→ **What the exercise asks**
Report the number of lines below in which the word "false" occurs. Nothing else is needed.
++++ Input data ++++
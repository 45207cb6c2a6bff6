#![allow(non_snake_case)]

use super::*;
use std::path::Path;

#[test]
fn GeneratorConfig___default___has_expected_values() {
    let config = GeneratorConfig::default();

    assert_eq!(config.targets, TargetId::ALL.to_vec());
    assert!(config.parallel);
    assert_eq!(config.log_level, "info");
    assert!(config.output_roots.is_empty());
}

#[test]
fn GeneratorConfig___from_empty_text___returns_defaults() {
    let config = GeneratorConfig::from_toml_str("  \n").unwrap();

    assert_eq!(config, GeneratorConfig::default());
}

#[test]
fn GeneratorConfig___from_toml___parses_all_fields() {
    let text = r#"
        targets = ["cpp", "java"]
        parallel = false
        log_level = "debug"

        [output_roots]
        java = "out/java"
    "#;

    let config = GeneratorConfig::from_toml_str(text).unwrap();

    assert_eq!(config.targets, vec![TargetId::Cpp, TargetId::Java]);
    assert!(!config.parallel);
    assert_eq!(config.log_level, "debug");
    assert_eq!(config.output_root(TargetId::Java), Path::new("out/java"));
}

#[test]
fn GeneratorConfig___output_root___defaults_per_target() {
    let config = GeneratorConfig::default();

    assert_eq!(
        config.output_root(TargetId::JavaScript),
        Path::new("generated/javascript")
    );
}

#[test]
fn GeneratorConfig___output_root___accepts_alias_keys() {
    let config = GeneratorConfig::from_toml_str("[output_roots]\njs = \"web/lib\"\n").unwrap();

    assert_eq!(config.output_root(TargetId::JavaScript), Path::new("web/lib"));
}

#[test]
fn GeneratorConfig___empty_targets___is_config_error() {
    let err = GeneratorConfig::from_toml_str("targets = []").unwrap_err();

    assert!(matches!(err, GenerationError::Config(ref msg) if msg.contains("at least one")));
}

#[test]
fn GeneratorConfig___duplicate_target___is_config_error() {
    let err = GeneratorConfig::from_toml_str(r#"targets = ["java", "java"]"#).unwrap_err();

    assert!(matches!(err, GenerationError::Config(ref msg) if msg.contains("more than once")));
}

#[test]
fn GeneratorConfig___unknown_target___is_config_error() {
    let err = GeneratorConfig::from_toml_str(r#"targets = ["kotlin"]"#).unwrap_err();

    assert!(matches!(err, GenerationError::Config(_)));
}

#[test]
fn GeneratorConfig___unknown_output_root_key___is_config_error() {
    let err = GeneratorConfig::from_toml_str("[output_roots]\nswift = \"out\"\n").unwrap_err();

    assert!(matches!(err, GenerationError::Config(ref msg) if msg.contains("swift")));
}

#[test]
fn GeneratorConfig___aliased_output_root_keys___is_config_error() {
    let text = "[output_roots]\njavascript = \"web/a\"\njs = \"web/b\"\n";

    let err = GeneratorConfig::from_toml_str(text).unwrap_err();

    assert!(matches!(
        err,
        GenerationError::Config(ref msg) if msg.contains("'javascript' and 'js'")
    ));
    assert_eq!(err.error_code(), 12);
}

#[test]
fn GeneratorConfig___builders___override_defaults() {
    let config = GeneratorConfig::new()
        .with_targets([TargetId::Cpp])
        .with_output_root(TargetId::Cpp, "native")
        .with_parallel(false);

    assert!(config.validate().is_ok());
    assert_eq!(config.targets, vec![TargetId::Cpp]);
    assert_eq!(config.output_root(TargetId::Cpp), Path::new("native"));
    assert!(!config.parallel);
}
++++
→ **Response**
2